## DIRECTIONS:
Give back all the data below exactly as it is shown.

Start of Block

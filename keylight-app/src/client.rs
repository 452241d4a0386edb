use std::time::Duration;

use reqwest::header::ORIGIN;
use serde::de::DeserializeOwned;

use keylight_api::{AccessoryInfo, DisplayNameUpdate, Endpoint, LightState, LightsPayload};

use crate::error::{Error, Result};
use crate::settings::Http;

/// HTTP client for the REST API built into each light.
#[derive(Debug, Clone)]
pub struct KeylightClient {
    http: reqwest::Client,
    retries: u32,
    retry_delay: Duration,
}

impl KeylightClient {
    pub fn new(settings: &Http) -> Result<Self> {
        let http = reqwest::Client::builder()
            .timeout(settings.timeout())
            .connect_timeout(settings.timeout())
            .build()
            .map_err(|e| Error::device(format!("Failed to build HTTP client: {}", e)))?;

        Ok(Self {
            http,
            retries: settings.retries,
            retry_delay: settings.retry_delay(),
        })
    }

    /// Current state of the first (only) light behind `endpoint`.
    pub async fn get_state(&self, endpoint: &Endpoint) -> Result<LightState> {
        let payload: LightsPayload = self.get_json(endpoint, &endpoint.lights_url()).await?;

        payload
            .first()
            .ok_or_else(|| Error::device(format!("{} reported no lights", endpoint)))
    }

    /// Sends the full state, clamped to the device ranges. Returns what was
    /// sent.
    pub async fn put_state(&self, endpoint: &Endpoint, state: LightState) -> Result<LightState> {
        let payload = LightsPayload::single(state);

        tracing::debug!("PUT {} {:?}", endpoint, payload.lights);

        let response = self
            .http
            .put(endpoint.lights_url())
            .header(ORIGIN, "")
            .json(&payload)
            .send()
            .await
            .map_err(|e| Error::network(endpoint, e))?;

        if !response.status().is_success() {
            return Err(Error::status(endpoint, response.status()));
        }

        Ok(payload.lights[0])
    }

    pub async fn get_accessory_info(&self, endpoint: &Endpoint) -> Result<AccessoryInfo> {
        self.get_json(endpoint, &endpoint.accessory_info_url()).await
    }

    pub async fn put_display_name(&self, endpoint: &Endpoint, display_name: &str) -> Result<()> {
        tracing::debug!("PUT {} displayName={:?}", endpoint, display_name);

        let response = self
            .http
            .put(endpoint.accessory_info_url())
            .header(ORIGIN, "")
            .json(&DisplayNameUpdate {
                display_name: display_name.to_string(),
            })
            .send()
            .await
            .map_err(|e| Error::network(endpoint, e))?;

        if !response.status().is_success() {
            return Err(Error::status(endpoint, response.status()));
        }

        Ok(())
    }

    async fn get_json<T: DeserializeOwned>(&self, endpoint: &Endpoint, url: &str) -> Result<T> {
        let mut attempt = 0;

        loop {
            match self.try_get_json(endpoint, url).await {
                Ok(value) => return Ok(value),
                Err(e) if e.is_transient() && attempt < self.retries => {
                    attempt += 1;
                    tracing::debug!(
                        "GET {} failed ({}), retry {}/{}",
                        url,
                        e,
                        attempt,
                        self.retries
                    );
                    tokio::time::sleep(self.retry_delay).await;
                }
                Err(e) => return Err(e),
            }
        }
    }

    async fn try_get_json<T: DeserializeOwned>(&self, endpoint: &Endpoint, url: &str) -> Result<T> {
        let response = self
            .http
            .get(url)
            .header(ORIGIN, "")
            .send()
            .await
            .map_err(|e| Error::network(endpoint, e))?;

        if !response.status().is_success() {
            return Err(Error::status(endpoint, response.status()));
        }

        let body = response
            .bytes()
            .await
            .map_err(|e| Error::network(endpoint, e))?;

        Ok(serde_json::from_slice(&body)?)
    }
}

End of Block

## SOLUTION TO THIS EXERCISE:
filename keylight-app/src/client.rs
repository 452241d4a0386edb
use std::time::Duration;

use reqwest::header::ORIGIN;
use serde::de::DeserializeOwned;

use keylight_api::{AccessoryInfo, DisplayNameUpdate, Endpoint, LightState, LightsPayload};

use crate::error::{Error, Result};
use crate::settings::Http;

/// HTTP client for the REST API built into each light.
#[derive(Debug, Clone)]
pub struct KeylightClient {
    http: reqwest::Client,
    retries: u32,
    retry_delay: Duration,
}

impl KeylightClient {
    pub fn new(settings: &Http) -> Result<Self> {
        let http = reqwest::Client::builder()
            .timeout(settings.timeout())
            .connect_timeout(settings.timeout())
            .build()
            .map_err(|e| Error::device(format!("Failed to build HTTP client: {}", e)))?;

        Ok(Self {
            http,
            retries: settings.retries,
            retry_delay: settings.retry_delay(),
        })
    }

    /// Current state of the first (only) light behind `endpoint`.
    pub async fn get_state(&self, endpoint: &Endpoint) -> Result<LightState> {
        let payload: LightsPayload = self.get_json(endpoint, &endpoint.lights_url()).await?;

        payload
            .first()
            .ok_or_else(|| Error::device(format!("{} reported no lights", endpoint)))
    }

    /// Sends the full state, clamped to the device ranges. Returns what was
    /// sent.
    pub async fn put_state(&self, endpoint: &Endpoint, state: LightState) -> Result<LightState> {
        let payload = LightsPayload::single(state);

        tracing::debug!("PUT {} {:?}", endpoint, payload.lights);

        let response = self
            .http
            .put(endpoint.lights_url())
            .header(ORIGIN, "")
            .json(&payload)
            .send()
            .await
            .map_err(|e| Error::network(endpoint, e))?;

        if !response.status().is_success() {
            return Err(Error::status(endpoint, response.status()));
        }

        Ok(payload.lights[0])
    }

    pub async fn get_accessory_info(&self, endpoint: &Endpoint) -> Result<AccessoryInfo> {
        self.get_json(endpoint, &endpoint.accessory_info_url()).await
    }

    pub async fn put_display_name(&self, endpoint: &Endpoint, display_name: &str) -> Result<()> {
        tracing::debug!("PUT {} displayName={:?}", endpoint, display_name);

        let response = self
            .http
            .put(endpoint.accessory_info_url())
            .header(ORIGIN, "")
            .json(&DisplayNameUpdate {
                display_name: display_name.to_string(),
            })
            .send()
            .await
            .map_err(|e| Error::network(endpoint, e))?;

        if !response.status().is_success() {
            return Err(Error::status(endpoint, response.status()));
        }

        Ok(())
    }

    async fn get_json<T: DeserializeOwned>(&self, endpoint: &Endpoint, url: &str) -> Result<T> {
        let mut attempt = 0;

        loop {
            match self.try_get_json(endpoint, url).await {
                Ok(value) => return Ok(value),
                Err(e) if e.is_transient() && attempt < self.retries => {
                    attempt += 1;
                    tracing::debug!(
                        "GET {} failed ({}), retry {}/{}",
                        url,
                        e,
                        attempt,
                        self.retries
                    );
                    tokio::time::sleep(self.retry_delay).await;
                }
                Err(e) => return Err(e),
            }
        }
    }

    async fn try_get_json<T: DeserializeOwned>(&self, endpoint: &Endpoint, url: &str) -> Result<T> {
        let response = self
            .http
            .get(url)
            .header(ORIGIN, "")
            .send()
            .await
            .map_err(|e| Error::network(endpoint, e))?;

        if !response.status().is_success() {
            return Err(Error::status(endpoint, response.status()));
        }

        let body = response
            .bytes()
            .await
            .map_err(|e| Error::network(endpoint, e))?;

        Ok(serde_json::from_slice(&body)?)
    }
}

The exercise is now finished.